I ask him if I can go outside, and Caredio says, “The door is open, look around for as long as you like.” I step outside to a stone patio, I climb the stairs and pass through the garden gates, Caredio points to the kittens napping in straw near my feet and we both laugh. He goes back inside and I pass under trees and past tomato plants to a magnificent view of the city and the hilly Tuscan countryside. I soak in the view for a while and go inside to thank him and let him close up for the two-hour afternoon break.
I decide to go inside the Duomo in Siena, and it is well worth it. The Duomo in Florence is stark and plain inside, contrasting with it’s exterior, but in Siena, the inside is the most magnificent part. The ceiling looks like the night sky, midnight blue and golden stars, while the walls are frescoed in bold colors and the altar is brilliant gold. The floor is made of marble and stone mosaics of the Contradas symbols and Biblical stories. Sculptures of every Pope since Peter line the walls, and even the construction zones have murals covering them. I particularly love the giant old hymnals and bibles on display with imaginative calligraphy turning letters into art.
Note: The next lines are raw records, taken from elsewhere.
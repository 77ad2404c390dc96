use std::collections::HashMap;

use thiserror::Error;

use crate::db::Db;
use crate::models::{
    CreateEnrollmentReq, Enrollment, EnrollmentDetail, EnrollmentStatus, NotificationKind,
    ProgressKind, ProgressUpdateReq, StudentCourse,
};
use crate::notify;

#[derive(Error, Debug)]
pub enum EnrollError {
    #[error("enrollment already exists")]
    Duplicate,
    #[error(transparent)]
    Db(#[from] sqlx::Error),
}

/// Deterministic composite key; one record per (student, course) pair.
pub fn enrollment_key(student_id: &str, course_id: &str) -> String {
    format!("{student_id}_{course_id}")
}

/// Parse a display price such as "$19.99" into an amount. Missing or
/// non-numeric input becomes 0.
pub fn parse_price_display(price: Option<&str>) -> f64 {
    price
        .map(|p| p.trim().trim_start_matches('$'))
        .and_then(|p| p.parse::<f64>().ok())
        .unwrap_or(0.0)
}

/// Percent of curriculum items completed, rounded, clamped to [0, 100].
/// A course with no items reports 0.
pub fn progress_percent(completed_count: i64, total_items: i64) -> i32 {
    if total_items <= 0 {
        return 0;
    }
    let pct = (completed_count as f64 / total_items as f64 * 100.0).round() as i32;
    pct.clamp(0, 100)
}

pub fn approval_message(course_name: &str) -> String {
    format!("Your enrollment for {course_name} has been approved.")
}

pub fn rejection_message(course_name: &str, reason: &str) -> String {
    format!("Your enrollment for {course_name} was rejected. Reason: {reason}")
}

pub async fn create_enrollment(
    db: &Db,
    req: &CreateEnrollmentReq,
) -> Result<Enrollment, EnrollError> {
    let id = enrollment_key(&req.student_id, &req.course_id);

    // double-submission guard; the pre-check is advisory (the primary key
    // decides if it cannot run or two submissions race past it)
    match sqlx::query("SELECT 1 FROM enrollments WHERE id = $1")
        .bind(&id)
        .fetch_optional(db)
        .await
    {
        Ok(Some(_)) => return Err(EnrollError::Duplicate),
        Ok(None) => {}
        Err(e) => tracing::warn!(error=%e, enrollment=%id, "duplicate check failed, proceeding"),
    }

    let price = parse_price_display(req.course_price.as_deref());

    let enrollment = sqlx::query_as::<_, Enrollment>(
        r#"
        INSERT INTO enrollments
            (id, student_id, student_name, course_id, course_name, course_price,
             mentor_id, payment_proof_key, status)
        VALUES ($1, $2, $3, $4, $5, $6, $7, $8, 'pending')
        RETURNING *
        "#,
    )
    .bind(&id)
    .bind(&req.student_id)
    .bind(&req.student_name)
    .bind(&req.course_id)
    .bind(&req.course_name)
    .bind(price)
    .bind(&req.mentor_id)
    .bind(&req.payment_proof_key)
    .fetch_one(db)
    .await
    .map_err(|e| match e {
        sqlx::Error::Database(ref db_err) if db_err.is_unique_violation() => EnrollError::Duplicate,
        other => EnrollError::Db(other),
    })?;

    // independent denormalized write; must not fail the enrollment
    if let Err(e) = sqlx::query(
        r#"
        INSERT INTO student_courses (student_id, course_id, progress)
        VALUES ($1, $2, 0)
        ON CONFLICT (student_id, course_id) DO NOTHING
        "#,
    )
    .bind(&req.student_id)
    .bind(&req.course_id)
    .execute(db)
    .await
    {
        tracing::warn!(error=%e, enrollment=%enrollment.id, "student course stub write failed");
    }

    Ok(enrollment)
}

pub async fn get_enrollment(
    db: &Db,
    student_id: &str,
    course_id: &str,
) -> sqlx::Result<Option<Enrollment>> {
    sqlx::query_as::<_, Enrollment>("SELECT * FROM enrollments WHERE id = $1")
        .bind(enrollment_key(student_id, course_id))
        .fetch_optional(db)
        .await
}

#[derive(sqlx::FromRow)]
struct ProgressItemRow {
    kind: ProgressKind,
    item_id: String,
    submission_key: Option<String>,
    score: Option<i32>,
}

/// Point lookup plus the merged progress maps the player renders from.
pub async fn get_enrollment_detail(
    db: &Db,
    student_id: &str,
    course_id: &str,
) -> sqlx::Result<Option<EnrollmentDetail>> {
    let Some(enrollment) = get_enrollment(db, student_id, course_id).await? else {
        return Ok(None);
    };

    let items = sqlx::query_as::<_, ProgressItemRow>(
        "SELECT kind, item_id, submission_key, score FROM progress_items WHERE enrollment_id = $1",
    )
    .bind(&enrollment.id)
    .fetch_all(db)
    .await?;

    let mut completed_videos = Vec::new();
    let mut assignment_submissions = HashMap::new();
    let mut quiz_scores = HashMap::new();
    for item in items {
        match item.kind {
            ProgressKind::Video => completed_videos.push(item.item_id),
            ProgressKind::Assignment => {
                assignment_submissions
                    .insert(item.item_id, item.submission_key.unwrap_or_default());
            }
            ProgressKind::Quiz => {
                quiz_scores.insert(item.item_id, item.score.unwrap_or(0));
            }
        }
    }

    Ok(Some(EnrollmentDetail {
        enrollment,
        completed_videos,
        assignment_submissions,
        quiz_scores,
    }))
}

pub async fn list_for_mentor(
    db: &Db,
    mentor_id: &str,
    status: EnrollmentStatus,
) -> sqlx::Result<Vec<Enrollment>> {
    sqlx::query_as::<_, Enrollment>("SELECT * FROM enrollments WHERE mentor_id = $1 AND status = $2")
        .bind(mentor_id)
        .bind(status)
        .fetch_all(db)
        .await
}

pub async fn list_student_courses(db: &Db, student_id: &str) -> sqlx::Result<Vec<StudentCourse>> {
    sqlx::query_as::<_, StudentCourse>("SELECT * FROM student_courses WHERE student_id = $1")
        .bind(student_id)
        .fetch_all(db)
        .await
}

/// Merge newly completed items into the record and recompute the progress
/// percentage against `total_items` from the course catalog. Returns the
/// updated record, or None when no enrollment exists for the pair.
pub async fn update_progress(
    db: &Db,
    student_id: &str,
    course_id: &str,
    req: &ProgressUpdateReq,
    total_items: i64,
) -> sqlx::Result<Option<Enrollment>> {
    let id = enrollment_key(student_id, course_id);

    let exists = sqlx::query("SELECT 1 FROM enrollments WHERE id = $1")
        .bind(&id)
        .fetch_optional(db)
        .await?
        .is_some();
    if !exists {
        return Ok(None);
    }

    for video_id in &req.completed_videos {
        sqlx::query(
            r#"
            INSERT INTO progress_items (enrollment_id, kind, item_id)
            VALUES ($1, 'video', $2)
            ON CONFLICT (enrollment_id, kind, item_id)
            DO UPDATE SET updated_at = now()
            "#,
        )
        .bind(&id)
        .bind(video_id)
        .execute(db)
        .await?;
    }

    for (assignment_id, submission_key) in &req.assignment_submissions {
        sqlx::query(
            r#"
            INSERT INTO progress_items (enrollment_id, kind, item_id, submission_key)
            VALUES ($1, 'assignment', $2, $3)
            ON CONFLICT (enrollment_id, kind, item_id)
            DO UPDATE SET submission_key = EXCLUDED.submission_key, updated_at = now()
            "#,
        )
        .bind(&id)
        .bind(assignment_id)
        .bind(submission_key)
        .execute(db)
        .await?;
    }

    for (quiz_id, score) in &req.quiz_scores {
        sqlx::query(
            r#"
            INSERT INTO progress_items (enrollment_id, kind, item_id, score)
            VALUES ($1, 'quiz', $2, $3)
            ON CONFLICT (enrollment_id, kind, item_id)
            DO UPDATE SET score = EXCLUDED.score, updated_at = now()
            "#,
        )
        .bind(&id)
        .bind(quiz_id)
        .bind(score)
        .execute(db)
        .await?;
    }

    let completed_count =
        sqlx::query_scalar::<_, i64>("SELECT count(*) FROM progress_items WHERE enrollment_id = $1")
            .bind(&id)
            .fetch_one(db)
            .await?;

    let progress = progress_percent(completed_count, total_items);
    let completed = progress == 100;

    let updated = sqlx::query_as::<_, Enrollment>(
        r#"
        UPDATE enrollments
        SET progress = $2, completed = $3, updated_at = now()
        WHERE id = $1
        RETURNING *
        "#,
    )
    .bind(&id)
    .bind(progress)
    .bind(completed)
    .fetch_one(db)
    .await?;

    Ok(Some(updated))
}

/// pending -> approved. Missing or already-terminal records return false and
/// produce no notification.
pub async fn approve(db: &Db, enrollment_id: &str) -> sqlx::Result<bool> {
    let Some(updated) = sqlx::query_as::<_, Enrollment>(
        r#"
        UPDATE enrollments
        SET status = 'approved', approved_at = now(), updated_at = now()
        WHERE id = $1 AND status = 'pending'
        RETURNING *
        "#,
    )
    .bind(enrollment_id)
    .fetch_optional(db)
    .await?
    else {
        return Ok(false);
    };

    // fire-and-forget; the transition stands even if the notification fails
    if let Err(e) = notify::create(
        db,
        &updated.student_id,
        "Enrollment Approved",
        &approval_message(&updated.course_name),
        NotificationKind::Success,
    )
    .await
    {
        tracing::warn!(error=%e, enrollment=%updated.id, "approval notification failed");
    }

    Ok(true)
}

/// pending -> rejected, with the mentor's reason stored on the record.
pub async fn reject(db: &Db, enrollment_id: &str, reason: &str) -> sqlx::Result<bool> {
    let Some(updated) = sqlx::query_as::<_, Enrollment>(
        r#"
        UPDATE enrollments
        SET status = 'rejected', rejection_reason = $2, rejected_at = now(), updated_at = now()
        WHERE id = $1 AND status = 'pending'
        RETURNING *
        "#,
    )
    .bind(enrollment_id)
    .bind(reason)
    .fetch_optional(db)
    .await?
    else {
        return Ok(false);
    };

    if let Err(e) = notify::create(
        db,
        &updated.student_id,
        "Enrollment Rejected",
        &rejection_message(&updated.course_name, reason),
        NotificationKind::Error,
    )
    .await
    {
        tracing::warn!(error=%e, enrollment=%updated.id, "rejection notification failed");
    }

    Ok(true)
}

#[cfg(test)]
mod tests {
    use super::*;

    #[test]
    fn composite_key_is_deterministic() {
        assert_eq!(enrollment_key("S1", "C1"), "S1_C1");
        assert_eq!(enrollment_key("S1", "C1"), enrollment_key("S1", "C1"));
    }

    #[test]
    fn price_strips_currency_symbol() {
        assert_eq!(parse_price_display(Some("$19.99")), 19.99);
        assert_eq!(parse_price_display(Some("12.5")), 12.5);
    }

    #[test]
    fn price_defaults_to_zero() {
        assert_eq!(parse_price_display(None), 0.0);
        assert_eq!(parse_price_display(Some("")), 0.0);
        assert_eq!(parse_price_display(Some("Free")), 0.0);
    }

    #[test]
    fn progress_rounds_to_nearest_percent() {
        assert_eq!(progress_percent(1, 3), 33);
        assert_eq!(progress_percent(2, 3), 67);
        assert_eq!(progress_percent(5, 10), 50);
    }

    #[test]
    fn progress_clamps_to_valid_range() {
        // more completed items than the catalog counts must not exceed 100
        assert_eq!(progress_percent(15, 10), 100);
        assert_eq!(progress_percent(0, 10), 0);
    }

    #[test]
    fn empty_course_reports_zero_progress() {
        assert_eq!(progress_percent(0, 0), 0);
        assert_eq!(progress_percent(3, 0), 0);
    }

    #[test]
    fn full_completion_is_exactly_one_hundred() {
        assert_eq!(progress_percent(10, 10), 100);
        assert_eq!(progress_percent(9, 10), 90);
    }

    #[test]
    fn approval_message_names_the_course() {
        assert_eq!(
            approval_message("Complete Python Bootcamp"),
            "Your enrollment for Complete Python Bootcamp has been approved."
        );
    }

    #[test]
    fn rejection_message_embeds_reason_verbatim() {
        let message = rejection_message("Machine Learning A-Z", "screenshot is blurry");
        assert_eq!(
            message,
            "Your enrollment for Machine Learning A-Z was rejected. Reason: screenshot is blurry"
        );
        assert!(message.contains("screenshot is blurry"));
    }
}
Bathrooms are a strange thing to rave about, but the bathrooms in the Duomo of Siena are worth mentioning. Though you have to pay 50 cents to use them, there is always an attendant who cleans after each person, so the private toilets are clean and stocked with toilet paper. Most of the time I didn’t want to have to pay a fee to use a toilet in Italy, but each experience I had when I did pay was far better than when I didn’t.
Finally, my last stop of the day is the Tuscan Wine School, a recently opened shop and classroom not too far from Il Campo. I take a wine tasting class taught by Kim, an American Ex-Pat who has been working with the Slow Food movement for years and helped start the University of Gastronomics in northern Italy. She gives our class a complete lesson on wine from it’s history in Tuscany, dating back to the Etruscans, to how the grapes are grown and harvested for each type of wine. We then learn how to taste and know what we’re drinking. The class was excellent, delicious red and white wines were paired with cheeses and chocolates and I feel confident about wine tasting after only a two-hour class. In the end Kim says, “It doesn’t matter what you pair your wine with, drink what you like, that’s all that matters.”
Siena is a city worth digging into, each neighborhood has something to offer and the people are friendly and down to earth. Exploring is one of my favorite things about traveling, there is no plan or tour and it’s all an adventure where treasures are waiting to be discovered.